== Segment start ==

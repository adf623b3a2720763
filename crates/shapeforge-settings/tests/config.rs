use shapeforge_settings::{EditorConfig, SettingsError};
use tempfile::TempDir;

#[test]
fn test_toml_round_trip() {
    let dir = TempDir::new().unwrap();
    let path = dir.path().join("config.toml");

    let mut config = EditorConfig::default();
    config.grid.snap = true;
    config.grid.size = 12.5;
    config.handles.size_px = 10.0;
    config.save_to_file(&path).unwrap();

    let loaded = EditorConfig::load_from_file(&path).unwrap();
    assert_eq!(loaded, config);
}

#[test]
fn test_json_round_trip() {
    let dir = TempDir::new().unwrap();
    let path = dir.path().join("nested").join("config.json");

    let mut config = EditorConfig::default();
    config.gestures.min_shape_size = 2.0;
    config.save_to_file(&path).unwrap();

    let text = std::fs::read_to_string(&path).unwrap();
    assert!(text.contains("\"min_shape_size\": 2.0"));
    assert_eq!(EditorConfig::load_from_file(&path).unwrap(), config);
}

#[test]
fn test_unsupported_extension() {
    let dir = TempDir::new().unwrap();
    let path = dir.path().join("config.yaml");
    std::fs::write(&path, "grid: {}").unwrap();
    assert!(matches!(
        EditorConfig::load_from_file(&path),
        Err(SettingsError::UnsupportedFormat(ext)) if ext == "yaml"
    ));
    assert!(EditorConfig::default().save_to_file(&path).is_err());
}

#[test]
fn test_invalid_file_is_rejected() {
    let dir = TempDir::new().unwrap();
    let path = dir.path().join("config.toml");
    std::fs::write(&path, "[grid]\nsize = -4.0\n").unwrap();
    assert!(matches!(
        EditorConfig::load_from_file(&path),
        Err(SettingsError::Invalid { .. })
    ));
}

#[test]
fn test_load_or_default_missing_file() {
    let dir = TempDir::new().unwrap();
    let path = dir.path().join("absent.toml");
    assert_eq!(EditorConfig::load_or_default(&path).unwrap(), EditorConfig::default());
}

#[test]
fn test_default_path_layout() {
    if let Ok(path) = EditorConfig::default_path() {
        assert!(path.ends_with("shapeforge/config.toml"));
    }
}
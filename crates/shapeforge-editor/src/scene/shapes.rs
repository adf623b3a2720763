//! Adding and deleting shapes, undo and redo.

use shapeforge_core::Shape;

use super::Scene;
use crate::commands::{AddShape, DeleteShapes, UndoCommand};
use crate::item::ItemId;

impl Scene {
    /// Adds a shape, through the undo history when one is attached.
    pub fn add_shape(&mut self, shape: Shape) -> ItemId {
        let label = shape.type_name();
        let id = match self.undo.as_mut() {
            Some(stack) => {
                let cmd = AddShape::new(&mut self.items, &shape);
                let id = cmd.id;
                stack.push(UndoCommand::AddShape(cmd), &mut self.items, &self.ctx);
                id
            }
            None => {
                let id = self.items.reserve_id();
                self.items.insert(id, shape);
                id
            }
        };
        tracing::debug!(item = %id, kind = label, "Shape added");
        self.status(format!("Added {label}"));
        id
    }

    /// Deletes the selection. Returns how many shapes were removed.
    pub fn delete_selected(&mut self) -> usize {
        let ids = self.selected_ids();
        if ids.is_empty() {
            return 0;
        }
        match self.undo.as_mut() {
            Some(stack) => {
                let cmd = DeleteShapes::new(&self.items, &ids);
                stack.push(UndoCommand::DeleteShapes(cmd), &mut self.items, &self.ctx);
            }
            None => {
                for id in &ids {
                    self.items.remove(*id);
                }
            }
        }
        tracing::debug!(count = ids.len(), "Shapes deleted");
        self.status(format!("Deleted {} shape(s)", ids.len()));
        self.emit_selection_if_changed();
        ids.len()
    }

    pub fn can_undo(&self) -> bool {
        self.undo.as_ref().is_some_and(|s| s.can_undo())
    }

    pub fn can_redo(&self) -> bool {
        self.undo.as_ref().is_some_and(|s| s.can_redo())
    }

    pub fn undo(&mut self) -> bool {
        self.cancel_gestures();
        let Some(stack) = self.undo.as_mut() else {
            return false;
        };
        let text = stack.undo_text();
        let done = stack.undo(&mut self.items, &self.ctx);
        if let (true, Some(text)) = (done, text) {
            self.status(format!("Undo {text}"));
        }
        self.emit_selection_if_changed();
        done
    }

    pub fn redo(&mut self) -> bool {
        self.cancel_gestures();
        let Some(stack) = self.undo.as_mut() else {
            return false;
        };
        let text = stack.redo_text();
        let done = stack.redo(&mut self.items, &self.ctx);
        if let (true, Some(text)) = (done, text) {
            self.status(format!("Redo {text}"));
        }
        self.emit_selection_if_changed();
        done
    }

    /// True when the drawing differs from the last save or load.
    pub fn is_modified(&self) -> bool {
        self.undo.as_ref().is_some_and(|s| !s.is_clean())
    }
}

== Segment end ==

- Problem details -
When you respond, give the whole listing again exactly as written.

- Worked solution -
repository adf623b3a2720763
filename crates/shapeforge-settings/tests/config.rs
use shapeforge_settings::{EditorConfig, SettingsError};
use tempfile::TempDir;

#[test]
fn test_toml_round_trip() {
    let dir = TempDir::new().unwrap();
    let path = dir.path().join("config.toml");

    let mut config = EditorConfig::default();
    config.grid.snap = true;
    config.grid.size = 12.5;
    config.handles.size_px = 10.0;
    config.save_to_file(&path).unwrap();

    let loaded = EditorConfig::load_from_file(&path).unwrap();
    assert_eq!(loaded, config);
}

#[test]
fn test_json_round_trip() {
    let dir = TempDir::new().unwrap();
    let path = dir.path().join("nested").join("config.json");

    let mut config = EditorConfig::default();
    config.gestures.min_shape_size = 2.0;
    config.save_to_file(&path).unwrap();

    let text = std::fs::read_to_string(&path).unwrap();
    assert!(text.contains("\"min_shape_size\": 2.0"));
    assert_eq!(EditorConfig::load_from_file(&path).unwrap(), config);
}

#[test]
fn test_unsupported_extension() {
    let dir = TempDir::new().unwrap();
    let path = dir.path().join("config.yaml");
    std::fs::write(&path, "grid: {}").unwrap();
    assert!(matches!(
        EditorConfig::load_from_file(&path),
        Err(SettingsError::UnsupportedFormat(ext)) if ext == "yaml"
    ));
    assert!(EditorConfig::default().save_to_file(&path).is_err());
}

#[test]
fn test_invalid_file_is_rejected() {
    let dir = TempDir::new().unwrap();
    let path = dir.path().join("config.toml");
    std::fs::write(&path, "[grid]\nsize = -4.0\n").unwrap();
    assert!(matches!(
        EditorConfig::load_from_file(&path),
        Err(SettingsError::Invalid { .. })
    ));
}

#[test]
fn test_load_or_default_missing_file() {
    let dir = TempDir::new().unwrap();
    let path = dir.path().join("absent.toml");
    assert_eq!(EditorConfig::load_or_default(&path).unwrap(), EditorConfig::default());
}

#[test]
fn test_default_path_layout() {
    if let Ok(path) = EditorConfig::default_path() {
        assert!(path.ends_with("shapeforge/config.toml"));
    }
}
filename crates/shapeforge-editor/src/scene/shapes.rs
repository adf623b3a2720763
//! Adding and deleting shapes, undo and redo.

use shapeforge_core::Shape;

use super::Scene;
use crate::commands::{AddShape, DeleteShapes, UndoCommand};
use crate::item::ItemId;

impl Scene {
    /// Adds a shape, through the undo history when one is attached.
    pub fn add_shape(&mut self, shape: Shape) -> ItemId {
        let label = shape.type_name();
        let id = match self.undo.as_mut() {
            Some(stack) => {
                let cmd = AddShape::new(&mut self.items, &shape);
                let id = cmd.id;
                stack.push(UndoCommand::AddShape(cmd), &mut self.items, &self.ctx);
                id
            }
            None => {
                let id = self.items.reserve_id();
                self.items.insert(id, shape);
                id
            }
        };
        tracing::debug!(item = %id, kind = label, "Shape added");
        self.status(format!("Added {label}"));
        id
    }

    /// Deletes the selection. Returns how many shapes were removed.
    pub fn delete_selected(&mut self) -> usize {
        let ids = self.selected_ids();
        if ids.is_empty() {
            return 0;
        }
        match self.undo.as_mut() {
            Some(stack) => {
                let cmd = DeleteShapes::new(&self.items, &ids);
                stack.push(UndoCommand::DeleteShapes(cmd), &mut self.items, &self.ctx);
            }
            None => {
                for id in &ids {
                    self.items.remove(*id);
                }
            }
        }
        tracing::debug!(count = ids.len(), "Shapes deleted");
        self.status(format!("Deleted {} shape(s)", ids.len()));
        self.emit_selection_if_changed();
        ids.len()
    }

    pub fn can_undo(&self) -> bool {
        self.undo.as_ref().is_some_and(|s| s.can_undo())
    }

    pub fn can_redo(&self) -> bool {
        self.undo.as_ref().is_some_and(|s| s.can_redo())
    }

    pub fn undo(&mut self) -> bool {
        self.cancel_gestures();
        let Some(stack) = self.undo.as_mut() else {
            return false;
        };
        let text = stack.undo_text();
        let done = stack.undo(&mut self.items, &self.ctx);
        if let (true, Some(text)) = (done, text) {
            self.status(format!("Undo {text}"));
        }
        self.emit_selection_if_changed();
        done
    }

    pub fn redo(&mut self) -> bool {
        self.cancel_gestures();
        let Some(stack) = self.undo.as_mut() else {
            return false;
        };
        let text = stack.redo_text();
        let done = stack.redo(&mut self.items, &self.ctx);
        if let (true, Some(text)) = (done, text) {
            self.status(format!("Redo {text}"));
        }
        self.emit_selection_if_changed();
        done
    }

    /// True when the drawing differs from the last save or load.
    pub fn is_modified(&self) -> bool {
        self.undo.as_ref().is_some_and(|s| !s.is_clean())
    }
}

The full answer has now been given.